↓↓↓

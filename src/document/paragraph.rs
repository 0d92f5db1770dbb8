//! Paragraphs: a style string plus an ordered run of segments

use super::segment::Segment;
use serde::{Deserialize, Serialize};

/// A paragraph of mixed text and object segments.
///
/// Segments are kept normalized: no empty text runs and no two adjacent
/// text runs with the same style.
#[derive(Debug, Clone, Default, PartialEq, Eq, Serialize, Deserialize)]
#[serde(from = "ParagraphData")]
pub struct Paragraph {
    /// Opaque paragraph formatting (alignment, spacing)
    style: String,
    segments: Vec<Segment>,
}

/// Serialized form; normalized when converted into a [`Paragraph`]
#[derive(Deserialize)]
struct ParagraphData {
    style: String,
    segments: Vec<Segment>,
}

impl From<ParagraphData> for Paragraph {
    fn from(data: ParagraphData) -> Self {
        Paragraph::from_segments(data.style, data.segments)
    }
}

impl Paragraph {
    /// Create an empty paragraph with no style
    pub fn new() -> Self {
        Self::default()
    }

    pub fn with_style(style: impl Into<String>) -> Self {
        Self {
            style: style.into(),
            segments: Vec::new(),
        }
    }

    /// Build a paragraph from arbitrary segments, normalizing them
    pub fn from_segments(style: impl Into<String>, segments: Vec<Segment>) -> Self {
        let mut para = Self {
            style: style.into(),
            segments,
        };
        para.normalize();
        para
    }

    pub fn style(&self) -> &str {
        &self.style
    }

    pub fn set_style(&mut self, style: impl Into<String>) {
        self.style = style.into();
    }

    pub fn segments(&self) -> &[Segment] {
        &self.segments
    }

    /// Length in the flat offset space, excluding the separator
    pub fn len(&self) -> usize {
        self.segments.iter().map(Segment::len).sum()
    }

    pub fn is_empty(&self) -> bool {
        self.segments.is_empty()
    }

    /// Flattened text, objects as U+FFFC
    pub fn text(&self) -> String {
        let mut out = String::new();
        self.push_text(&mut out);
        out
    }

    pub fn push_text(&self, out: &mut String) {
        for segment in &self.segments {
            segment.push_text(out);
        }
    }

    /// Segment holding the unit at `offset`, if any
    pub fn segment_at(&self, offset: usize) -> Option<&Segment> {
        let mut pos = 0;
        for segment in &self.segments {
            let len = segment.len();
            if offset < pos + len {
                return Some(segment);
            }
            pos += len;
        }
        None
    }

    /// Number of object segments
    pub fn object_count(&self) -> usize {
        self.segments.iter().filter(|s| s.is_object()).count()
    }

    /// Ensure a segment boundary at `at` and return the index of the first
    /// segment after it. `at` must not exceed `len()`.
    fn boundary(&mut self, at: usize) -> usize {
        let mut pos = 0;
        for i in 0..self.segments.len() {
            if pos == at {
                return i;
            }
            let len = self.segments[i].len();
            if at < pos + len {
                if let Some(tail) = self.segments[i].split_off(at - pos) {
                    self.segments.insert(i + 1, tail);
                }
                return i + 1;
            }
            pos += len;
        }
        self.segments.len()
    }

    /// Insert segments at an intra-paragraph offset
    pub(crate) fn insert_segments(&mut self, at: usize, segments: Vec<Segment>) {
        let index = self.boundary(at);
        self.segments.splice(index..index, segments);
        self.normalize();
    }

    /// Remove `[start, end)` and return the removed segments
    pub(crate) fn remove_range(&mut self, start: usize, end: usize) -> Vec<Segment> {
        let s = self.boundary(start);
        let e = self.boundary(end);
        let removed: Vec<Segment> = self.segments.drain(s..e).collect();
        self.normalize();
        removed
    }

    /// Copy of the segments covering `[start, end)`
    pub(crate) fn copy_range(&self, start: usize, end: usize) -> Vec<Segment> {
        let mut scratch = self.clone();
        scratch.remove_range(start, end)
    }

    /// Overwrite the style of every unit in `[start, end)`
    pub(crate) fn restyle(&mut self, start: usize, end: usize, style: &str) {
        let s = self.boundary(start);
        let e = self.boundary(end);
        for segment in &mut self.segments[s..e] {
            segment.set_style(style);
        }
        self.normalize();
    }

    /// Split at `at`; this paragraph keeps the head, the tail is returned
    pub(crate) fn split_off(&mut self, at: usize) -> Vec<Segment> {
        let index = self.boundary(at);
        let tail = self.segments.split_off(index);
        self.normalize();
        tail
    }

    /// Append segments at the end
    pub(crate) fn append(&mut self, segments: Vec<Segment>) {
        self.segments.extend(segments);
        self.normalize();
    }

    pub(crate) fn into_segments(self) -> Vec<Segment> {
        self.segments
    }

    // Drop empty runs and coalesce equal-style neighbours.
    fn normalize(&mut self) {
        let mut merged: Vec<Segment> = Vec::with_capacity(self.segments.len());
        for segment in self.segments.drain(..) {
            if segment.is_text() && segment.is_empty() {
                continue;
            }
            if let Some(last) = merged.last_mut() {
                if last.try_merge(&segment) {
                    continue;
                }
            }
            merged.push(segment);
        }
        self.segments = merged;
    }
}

↑↑↑

> **TASK ITEM**
Copy the material above, line for line.

> **EXPECTED OUTPUT**
filename src/document/paragraph.rs
repository 0d92f5db1770dbb8
//! Paragraphs: a style string plus an ordered run of segments

use super::segment::Segment;
use serde::{Deserialize, Serialize};

/// A paragraph of mixed text and object segments.
///
/// Segments are kept normalized: no empty text runs and no two adjacent
/// text runs with the same style.
#[derive(Debug, Clone, Default, PartialEq, Eq, Serialize, Deserialize)]
#[serde(from = "ParagraphData")]
pub struct Paragraph {
    /// Opaque paragraph formatting (alignment, spacing)
    style: String,
    segments: Vec<Segment>,
}

/// Serialized form; normalized when converted into a [`Paragraph`]
#[derive(Deserialize)]
struct ParagraphData {
    style: String,
    segments: Vec<Segment>,
}

impl From<ParagraphData> for Paragraph {
    fn from(data: ParagraphData) -> Self {
        Paragraph::from_segments(data.style, data.segments)
    }
}

impl Paragraph {
    /// Create an empty paragraph with no style
    pub fn new() -> Self {
        Self::default()
    }

    pub fn with_style(style: impl Into<String>) -> Self {
        Self {
            style: style.into(),
            segments: Vec::new(),
        }
    }

    /// Build a paragraph from arbitrary segments, normalizing them
    pub fn from_segments(style: impl Into<String>, segments: Vec<Segment>) -> Self {
        let mut para = Self {
            style: style.into(),
            segments,
        };
        para.normalize();
        para
    }

    pub fn style(&self) -> &str {
        &self.style
    }

    pub fn set_style(&mut self, style: impl Into<String>) {
        self.style = style.into();
    }

    pub fn segments(&self) -> &[Segment] {
        &self.segments
    }

    /// Length in the flat offset space, excluding the separator
    pub fn len(&self) -> usize {
        self.segments.iter().map(Segment::len).sum()
    }

    pub fn is_empty(&self) -> bool {
        self.segments.is_empty()
    }

    /// Flattened text, objects as U+FFFC
    pub fn text(&self) -> String {
        let mut out = String::new();
        self.push_text(&mut out);
        out
    }

    pub fn push_text(&self, out: &mut String) {
        for segment in &self.segments {
            segment.push_text(out);
        }
    }

    /// Segment holding the unit at `offset`, if any
    pub fn segment_at(&self, offset: usize) -> Option<&Segment> {
        let mut pos = 0;
        for segment in &self.segments {
            let len = segment.len();
            if offset < pos + len {
                return Some(segment);
            }
            pos += len;
        }
        None
    }

    /// Number of object segments
    pub fn object_count(&self) -> usize {
        self.segments.iter().filter(|s| s.is_object()).count()
    }

    /// Ensure a segment boundary at `at` and return the index of the first
    /// segment after it. `at` must not exceed `len()`.
    fn boundary(&mut self, at: usize) -> usize {
        let mut pos = 0;
        for i in 0..self.segments.len() {
            if pos == at {
                return i;
            }
            let len = self.segments[i].len();
            if at < pos + len {
                if let Some(tail) = self.segments[i].split_off(at - pos) {
                    self.segments.insert(i + 1, tail);
                }
                return i + 1;
            }
            pos += len;
        }
        self.segments.len()
    }

    /// Insert segments at an intra-paragraph offset
    pub(crate) fn insert_segments(&mut self, at: usize, segments: Vec<Segment>) {
        let index = self.boundary(at);
        self.segments.splice(index..index, segments);
        self.normalize();
    }

    /// Remove `[start, end)` and return the removed segments
    pub(crate) fn remove_range(&mut self, start: usize, end: usize) -> Vec<Segment> {
        let s = self.boundary(start);
        let e = self.boundary(end);
        let removed: Vec<Segment> = self.segments.drain(s..e).collect();
        self.normalize();
        removed
    }

    /// Copy of the segments covering `[start, end)`
    pub(crate) fn copy_range(&self, start: usize, end: usize) -> Vec<Segment> {
        let mut scratch = self.clone();
        scratch.remove_range(start, end)
    }

    /// Overwrite the style of every unit in `[start, end)`
    pub(crate) fn restyle(&mut self, start: usize, end: usize, style: &str) {
        let s = self.boundary(start);
        let e = self.boundary(end);
        for segment in &mut self.segments[s..e] {
            segment.set_style(style);
        }
        self.normalize();
    }

    /// Split at `at`; this paragraph keeps the head, the tail is returned
    pub(crate) fn split_off(&mut self, at: usize) -> Vec<Segment> {
        let index = self.boundary(at);
        let tail = self.segments.split_off(index);
        self.normalize();
        tail
    }

    /// Append segments at the end
    pub(crate) fn append(&mut self, segments: Vec<Segment>) {
        self.segments.extend(segments);
        self.normalize();
    }

    pub(crate) fn into_segments(self) -> Vec<Segment> {
        self.segments
    }

    // Drop empty runs and coalesce equal-style neighbours.
    fn normalize(&mut self) {
        let mut merged: Vec<Segment> = Vec::with_capacity(self.segments.len());
        for segment in self.segments.drain(..) {
            if segment.is_text() && segment.is_empty() {
                continue;
            }
            if let Some(last) = merged.last_mut() {
                if last.try_merge(&segment) {
                    continue;
                }
            }
            merged.push(segment);
        }
        self.segments = merged;
    }
}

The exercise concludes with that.